▸ Task statement
Return the records below word for word.

═══ Data for this task

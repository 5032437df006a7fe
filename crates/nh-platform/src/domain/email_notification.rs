//! Email Notification Entity

use chrono::{DateTime, Utc};
use serde::{Deserialize, Serialize};

use nh_common::{Document, FieldValue};

use super::web_notification::NotificationPriority;

/// Delivery state of an email notification.
#[derive(Debug, Clone, Copy, PartialEq, Eq, Serialize, Deserialize)]
#[serde(rename_all = "SCREAMING_SNAKE_CASE")]
pub enum EmailStatus {
    Queued,
    Sent,
    Failed,
}

impl EmailStatus {
    pub fn as_str(self) -> &'static str {
        match self {
            EmailStatus::Queued => "QUEUED",
            EmailStatus::Sent => "SENT",
            EmailStatus::Failed => "FAILED",
        }
    }

    pub fn parse(value: &str) -> Option<Self> {
        match value.to_uppercase().as_str() {
            "QUEUED" => Some(EmailStatus::Queued),
            "SENT" => Some(EmailStatus::Sent),
            "FAILED" => Some(EmailStatus::Failed),
            _ => None,
        }
    }
}

pub mod fields {
    pub const NOTIFICATION_ID: &str = "_id";
    pub const APPLICATION: &str = "application";
    pub const STATUS: &str = "status";
    pub const PRIORITY: &str = "priority";
    pub const SEND_ON_UTC_DATE: &str = "sendOnUtcDate";
}

#[derive(Debug, Clone, Serialize, Deserialize)]
#[serde(rename_all = "camelCase")]
pub struct EmailNotification {
    #[serde(rename = "_id")]
    pub notification_id: String,

    pub subject: String,

    pub body: String,

    pub to: Vec<String>,

    #[serde(default, skip_serializing_if = "Vec::is_empty")]
    pub cc: Vec<String>,

    pub application: String,

    pub priority: NotificationPriority,

    pub status: EmailStatus,

    #[serde(with = "bson::serde_helpers::chrono_datetime_as_bson_datetime")]
    pub send_on_utc_date: DateTime<Utc>,

    #[serde(skip_serializing_if = "Option::is_none")]
    pub error_message: Option<String>,

    pub try_count: i32,
}

impl EmailNotification {
    pub fn new(
        notification_id: impl Into<String>,
        application: impl Into<String>,
        to: Vec<String>,
        subject: impl Into<String>,
    ) -> Self {
        Self {
            notification_id: notification_id.into(),
            subject: subject.into(),
            body: String::new(),
            to,
            cc: Vec::new(),
            application: application.into(),
            priority: NotificationPriority::Normal,
            status: EmailStatus::Queued,
            send_on_utc_date: Utc::now(),
            error_message: None,
            try_count: 0,
        }
    }

    pub fn with_body(mut self, body: impl Into<String>) -> Self {
        self.body = body.into();
        self
    }

    pub fn with_cc(mut self, cc: Vec<String>) -> Self {
        self.cc = cc;
        self
    }

    pub fn with_priority(mut self, priority: NotificationPriority) -> Self {
        self.priority = priority;
        self
    }

    pub fn with_send_date(mut self, send_on: DateTime<Utc>) -> Self {
        self.send_on_utc_date = send_on;
        self
    }

    pub fn mark_sent(&mut self) {
        self.status = EmailStatus::Sent;
        self.error_message = None;
    }

    pub fn mark_failed(&mut self, error: impl Into<String>) {
        self.status = EmailStatus::Failed;
        self.error_message = Some(error.into());
        self.try_count += 1;
    }
}

impl Document for EmailNotification {
    fn document_id(&self) -> &str {
        &self.notification_id
    }

    fn field(&self, name: &str) -> Option<FieldValue> {
        match name {
            fields::NOTIFICATION_ID => Some(FieldValue::Str(self.notification_id.clone())),
            fields::APPLICATION => Some(FieldValue::Str(self.application.clone())),
            fields::STATUS => Some(FieldValue::Str(self.status.as_str().to_string())),
            fields::PRIORITY => Some(FieldValue::Int(self.priority.rank())),
            fields::SEND_ON_UTC_DATE => Some(FieldValue::Timestamp(self.send_on_utc_date)),
            _ => None,
        }
    }
}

══════

▸ Solution
repository 5032437df006a7fe
filename crates/nh-platform/src/domain/email_notification.rs
//! Email Notification Entity

use chrono::{DateTime, Utc};
use serde::{Deserialize, Serialize};

use nh_common::{Document, FieldValue};

use super::web_notification::NotificationPriority;

/// Delivery state of an email notification.
#[derive(Debug, Clone, Copy, PartialEq, Eq, Serialize, Deserialize)]
#[serde(rename_all = "SCREAMING_SNAKE_CASE")]
pub enum EmailStatus {
    Queued,
    Sent,
    Failed,
}

impl EmailStatus {
    pub fn as_str(self) -> &'static str {
        match self {
            EmailStatus::Queued => "QUEUED",
            EmailStatus::Sent => "SENT",
            EmailStatus::Failed => "FAILED",
        }
    }

    pub fn parse(value: &str) -> Option<Self> {
        match value.to_uppercase().as_str() {
            "QUEUED" => Some(EmailStatus::Queued),
            "SENT" => Some(EmailStatus::Sent),
            "FAILED" => Some(EmailStatus::Failed),
            _ => None,
        }
    }
}

pub mod fields {
    pub const NOTIFICATION_ID: &str = "_id";
    pub const APPLICATION: &str = "application";
    pub const STATUS: &str = "status";
    pub const PRIORITY: &str = "priority";
    pub const SEND_ON_UTC_DATE: &str = "sendOnUtcDate";
}

#[derive(Debug, Clone, Serialize, Deserialize)]
#[serde(rename_all = "camelCase")]
pub struct EmailNotification {
    #[serde(rename = "_id")]
    pub notification_id: String,

    pub subject: String,

    pub body: String,

    pub to: Vec<String>,

    #[serde(default, skip_serializing_if = "Vec::is_empty")]
    pub cc: Vec<String>,

    pub application: String,

    pub priority: NotificationPriority,

    pub status: EmailStatus,

    #[serde(with = "bson::serde_helpers::chrono_datetime_as_bson_datetime")]
    pub send_on_utc_date: DateTime<Utc>,

    #[serde(skip_serializing_if = "Option::is_none")]
    pub error_message: Option<String>,

    pub try_count: i32,
}

impl EmailNotification {
    pub fn new(
        notification_id: impl Into<String>,
        application: impl Into<String>,
        to: Vec<String>,
        subject: impl Into<String>,
    ) -> Self {
        Self {
            notification_id: notification_id.into(),
            subject: subject.into(),
            body: String::new(),
            to,
            cc: Vec::new(),
            application: application.into(),
            priority: NotificationPriority::Normal,
            status: EmailStatus::Queued,
            send_on_utc_date: Utc::now(),
            error_message: None,
            try_count: 0,
        }
    }

    pub fn with_body(mut self, body: impl Into<String>) -> Self {
        self.body = body.into();
        self
    }

    pub fn with_cc(mut self, cc: Vec<String>) -> Self {
        self.cc = cc;
        self
    }

    pub fn with_priority(mut self, priority: NotificationPriority) -> Self {
        self.priority = priority;
        self
    }

    pub fn with_send_date(mut self, send_on: DateTime<Utc>) -> Self {
        self.send_on_utc_date = send_on;
        self
    }

    pub fn mark_sent(&mut self) {
        self.status = EmailStatus::Sent;
        self.error_message = None;
    }

    pub fn mark_failed(&mut self, error: impl Into<String>) {
        self.status = EmailStatus::Failed;
        self.error_message = Some(error.into());
        self.try_count += 1;
    }
}

impl Document for EmailNotification {
    fn document_id(&self) -> &str {
        &self.notification_id
    }

    fn field(&self, name: &str) -> Option<FieldValue> {
        match name {
            fields::NOTIFICATION_ID => Some(FieldValue::Str(self.notification_id.clone())),
            fields::APPLICATION => Some(FieldValue::Str(self.application.clone())),
            fields::STATUS => Some(FieldValue::Str(self.status.as_str().to_string())),
            fields::PRIORITY => Some(FieldValue::Int(self.priority.rank())),
            fields::SEND_ON_UTC_DATE => Some(FieldValue::Timestamp(self.send_on_utc_date)),
            _ => None,
        }
    }
}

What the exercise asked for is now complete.